• To do
Copy every line of the records that includes the word "iter".

• Data supplied

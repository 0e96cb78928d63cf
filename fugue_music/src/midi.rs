// MIDI output from rendered scores.
//
// Converts a `Score` into a Standard MIDI File (SMF Format 1): a tempo track
// followed by one track per voice, each voice on its own channel. Note times
// come straight from the accumulated quarter-note durations; rests only
// advance time.
//
// Uses the `midly` crate for MIDI writing.

use crate::error::ExportError;
use crate::note::{Score, midi_pitch};
use midly::{
    Format, Header, MetaMessage, MidiMessage, Smf, Timing, Track, TrackEvent, TrackEventKind,
    num::{u4, u7, u15, u24, u28},
};
use std::path::Path;

/// Ticks per quarter note in MIDI output.
pub const TICKS_PER_QUARTER: u16 = 480;

/// Church organ.
const PROGRAM: u8 = 19;

const VOICE_NAMES: [&str; 4] = ["Soprano", "Alto", "Tenor", "Bass"];

/// Convert a score to MIDI and write it to a file.
pub fn write_midi(score: &Score, bpm: f64, path: &Path) -> Result<(), ExportError> {
    let smf = score_to_smf(score, bpm);
    let mut buf = Vec::new();
    smf.write_std(&mut buf)?;
    std::fs::write(path, &buf)?;
    Ok(())
}

fn quarters_to_ticks(quarters: f64) -> u32 {
    (quarters * TICKS_PER_QUARTER as f64).round().max(0.0) as u32
}

fn event(delta: u32, kind: TrackEventKind<'static>) -> TrackEvent<'static> {
    TrackEvent {
        delta: u28::new(delta),
        kind,
    }
}

/// Convert a score to an in-memory SMF.
pub fn score_to_smf(score: &Score, bpm: f64) -> Smf<'static> {
    let mut smf = Smf::new(Header::new(
        Format::Parallel,
        Timing::Metrical(u15::new(TICKS_PER_QUARTER)),
    ));

    // Track 0: tempo
    let tempo_micros = (60_000_000.0 / bpm.max(1.0)).round().min(16_777_215.0) as u32;
    smf.tracks.push(vec![
        event(0, TrackEventKind::Meta(MetaMessage::Tempo(u24::new(tempo_micros)))),
        event(0, TrackEventKind::Meta(MetaMessage::EndOfTrack)),
    ]);

    for (vi, voice) in score.voices().iter().enumerate() {
        let channel = u4::new((vi % 16) as u8);
        let mut track: Track<'static> = Vec::with_capacity(voice.len() * 2 + 3);

        let name = VOICE_NAMES.get(vi).copied().unwrap_or("Voice");
        track.push(event(0, TrackEventKind::Meta(MetaMessage::TrackName(name.as_bytes()))));
        track.push(event(
            0,
            TrackEventKind::Midi {
                channel,
                message: MidiMessage::ProgramChange {
                    program: u7::new(PROGRAM),
                },
            },
        ));

        let mut time = 0.0;
        let mut last_event_tick = 0;
        for note in voice {
            let start = quarters_to_ticks(time);
            time += note.duration;
            let Some(pitch) = note.pitch else {
                continue;
            };
            let end = quarters_to_ticks(time);
            let key = u7::new(midi_pitch(pitch));

            track.push(event(
                start - last_event_tick,
                TrackEventKind::Midi {
                    channel,
                    message: MidiMessage::NoteOn {
                        key,
                        vel: u7::new(note.velocity.clamp(1, 127)),
                    },
                },
            ));
            track.push(event(
                end - start,
                TrackEventKind::Midi {
                    channel,
                    message: MidiMessage::NoteOff {
                        key,
                        vel: u7::new(0),
                    },
                },
            ));
            last_event_tick = end;
        }

        track.push(event(0, TrackEventKind::Meta(MetaMessage::EndOfTrack)));
        smf.tracks.push(track);
    }

    smf
}

#[cfg(test)]
mod tests {
    use super::*;
    use crate::note::Note;

    fn score() -> Score {
        Score::from_voices(vec![
            vec![Note::pitched(72, 1.0, 96), Note::pitched(74, 0.5, 96)],
            vec![Note::rest(0.5), Note::pitched(60, 1.0, 80)],
        ])
    }

    fn note_events(track: &Track) -> Vec<(u32, bool, u8)> {
        track
            .iter()
            .filter_map(|e| match e.kind {
                TrackEventKind::Midi {
                    message: MidiMessage::NoteOn { key, .. },
                    ..
                } => Some((e.delta.as_int(), true, key.as_int())),
                TrackEventKind::Midi {
                    message: MidiMessage::NoteOff { key, .. },
                    ..
                } => Some((e.delta.as_int(), false, key.as_int())),
                _ => None,
            })
            .collect()
    }

    #[test]
    fn test_score_to_smf_tracks() {
        let smf = score_to_smf(&score(), 120.0);
        // 1 tempo track + 2 voice tracks
        assert_eq!(smf.tracks.len(), 3);
        assert!(matches!(
            smf.tracks[0][0].kind,
            TrackEventKind::Meta(MetaMessage::Tempo(t)) if t.as_int() == 500_000
        ));
    }

    #[test]
    fn test_note_timing() {
        let smf = score_to_smf(&score(), 120.0);
        assert_eq!(
            note_events(&smf.tracks[1]),
            vec![(0, true, 72), (480, false, 72), (0, true, 74), (240, false, 74)]
        );
        // Leading rest becomes delay before the first note.
        assert_eq!(note_events(&smf.tracks[2]), vec![(240, true, 60), (480, false, 60)]);
    }

    #[test]
    fn test_write_midi_roundtrip() {
        let path = std::env::temp_dir().join(format!("fugue_midi_test_{}.mid", std::process::id()));
        write_midi(&score(), 90.0, &path).unwrap();
        let bytes = std::fs::read(&path).unwrap();
        let parsed = Smf::parse(&bytes).unwrap();
        assert_eq!(parsed.tracks.len(), 3);
        let _ = std::fs::remove_file(&path);
    }
}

• Result of this task
    for (vi, voice) in score.voices().iter().enumerate() {
            .iter()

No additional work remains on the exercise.